Modern authentication in Exchange Online enables authentication features like multi-factor authentication (MFA), smart cards, certificate-based authentication (CBA), and third-party SAML identity providers.

How do I connect to exchange with MFA? ›

To connect to Exchange Online PowerShell with MFA, you need to install the Exchange Online PowerShell V3 module. With this module, you can create a PowerShell session with both MFA and non-MFA accounts using the Connect-ExchangeOnline cmdlet.
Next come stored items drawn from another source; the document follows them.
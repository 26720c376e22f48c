//! `quality` — lossy encoding quality.
//!
//! Grammar: `quality,q_80` or `quality,Q_80` (1–100). The engine's encoders
//! take one absolute quality, so both spellings behave as absolute here.
//! Lossless targets ignore the setting.

use super::{Action, split_kv};
use crate::context::ProcessingContext;
use crate::error::{PipelineError, Result};

const HINT: &str = "Quality param error, e.g: quality,q_80";

#[derive(Debug, Clone, Copy, PartialEq, Eq)]
pub struct QualityOpts {
    pub quality: u8,
}

pub struct QualityAction;

impl QualityAction {
    pub fn options(params: &[String]) -> Result<QualityOpts> {
        if params.len() != 2 {
            return Err(PipelineError::invalid(HINT));
        }
        let quality = match split_kv(&params[1]) {
            ("q", value) | ("Q", value) => super::parse_ranged_u32(value, 1, 100, HINT)?,
            _ => return Err(PipelineError::invalid(HINT)),
        };
        Ok(QualityOpts {
            quality: quality as u8,
        })
    }
}

impl Action for QualityAction {
    fn name(&self) -> &'static str {
        "quality"
    }

    fn validate(&self, params: &[String]) -> Result<()> {
        Self::options(params).map(|_| ())
    }

    fn process(&self, ctx: &mut ProcessingContext, params: &[String]) -> Result<()> {
        let opt = Self::options(params)?;
        ctx.handle.encode_settings_mut().quality = Some(opt.quality);
        Ok(())
    }
}

#[cfg(test)]
mod tests {
    use super::*;
    use crate::test_helpers::params;

    #[test]
    fn both_spellings_parse() {
        assert_eq!(
            QualityAction::options(&params("quality,q_80")).unwrap().quality,
            80
        );
        assert_eq!(
            QualityAction::options(&params("quality,Q_95")).unwrap().quality,
            95
        );
    }

    #[test]
    fn rejects_bad_input() {
        assert!(QualityAction::options(&params("quality")).is_err());
        assert!(QualityAction::options(&params("quality,q_0")).is_err());
        assert!(QualityAction::options(&params("quality,q_101")).is_err());
        assert!(QualityAction::options(&params("quality,80")).is_err());
    }
}
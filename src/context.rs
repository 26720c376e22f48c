//! Per-request processing state.
//!
//! A [`ProcessingContext`] is created once per request from (key,
//! instruction, byte store), mutated by the action sequence, consumed by the
//! final encode, then discarded. It owns the image handle (single-writer:
//! only the currently executing action touches it) and keeps the raw source
//! bytes around so the processor can reload a single frame when an action
//! switches animation decoding off.

use crate::engine::{ImageEngine, ImageHandle, ImageInfo};
use crate::parser::ParsedAction;
use crate::store::ByteStore;

/// Per-request feature flags influencing finalization policy.
#[derive(Debug, Clone, Copy, PartialEq, Eq)]
pub struct Features {
    /// Encode to WebP when no explicit `format` action ran.
    pub auto_webp: bool,
    /// Decode every frame of an animated source. Cleared in the pre-pass
    /// when the target format cannot carry animation.
    pub read_all_frames: bool,
}

impl Default for Features {
    fn default() -> Self {
        Self {
            auto_webp: false,
            read_all_frames: true,
        }
    }
}

/// Disabled-action bookkeeping for the two-phase protocol.
///
/// Indices are disabled, never removed, so they stay aligned with the parsed
/// instruction for error reporting, and disabling one entry never shifts the
/// execution order of the rest.
#[derive(Debug, Clone, Default)]
pub struct ActionMask {
    disabled: Vec<bool>,
}

impl ActionMask {
    pub fn new(len: usize) -> Self {
        Self {
            disabled: vec![false; len],
        }
    }

    pub fn disable(&mut self, index: usize) {
        if index < self.disabled.len() {
            self.disabled[index] = true;
        }
    }

    pub fn is_disabled(&self, index: usize) -> bool {
        self.disabled.get(index).copied().unwrap_or(false)
    }
}

/// Mutable state threaded through one request.
pub struct ProcessingContext<'a> {
    /// Source object key, echoed in diagnostics.
    pub key: String,
    /// Parsed instruction; order is execution order.
    pub actions: Vec<ParsedAction>,
    /// Raw source bytes, retained for single-frame reload.
    pub source: Vec<u8>,
    pub handle: ImageHandle,
    /// Metadata snapshot, refreshed after every executed action.
    pub info: ImageInfo,
    pub mask: ActionMask,
    pub features: Features,
    /// Store for sub-fetches (watermark overlays) and derived-output writes.
    pub store: &'a dyn ByteStore,
    pub engine: &'a dyn ImageEngine,
}

impl ProcessingContext<'_> {
    pub fn refresh_info(&mut self) {
        self.info = self.engine.metadata(&self.handle);
    }
}

#[cfg(test)]
mod tests {
    use super::*;

    #[test]
    fn mask_disables_without_shifting() {
        let mut mask = ActionMask::new(3);
        mask.disable(1);

        assert!(!mask.is_disabled(0));
        assert!(mask.is_disabled(1));
        assert!(!mask.is_disabled(2));
    }

    #[test]
    fn mask_out_of_range_is_harmless() {
        let mut mask = ActionMask::new(1);
        mask.disable(5);
        assert!(!mask.is_disabled(5));
    }

    #[test]
    fn features_default_reads_all_frames() {
        let features = Features::default();
        assert!(features.read_all_frames);
        assert!(!features.auto_webp);
    }
}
How do I authenticate my Exchange account? ›

Connect to your Exchange Server

After you enter your email address, choose Sign In or Configure Manually. Tap Sign In to automatically discover your Exchange account information. If your account uses modern authentication, you'll be guided through a custom authentication workflow.


Top Articles
Latest Posts
Article information

Author: Merrill Bechtelar CPA

Last Updated: 14/12/2023

Views: 6171

Rating: 5 / 5 (70 voted)

Reviews: 85% of readers found this page helpful

Author information

Name: Merrill Bechtelar CPA

Birthday: 1996-05-19

Address: Apt. 114 873 White Lodge, Libbyfurt, CA 93006

Phone: +5983010455207

Job: Legacy Representative

Hobby: Blacksmithing, Urban exploration, Sudoku, Slacklining, Creative writing, Community, Letterboxing

Introduction: My name is Merrill Bechtelar CPA, I am a clean, agreeable, glorious, magnificent, witty, enchanting, comfortable person who loves writing and wants to share my knowledge and understanding with you.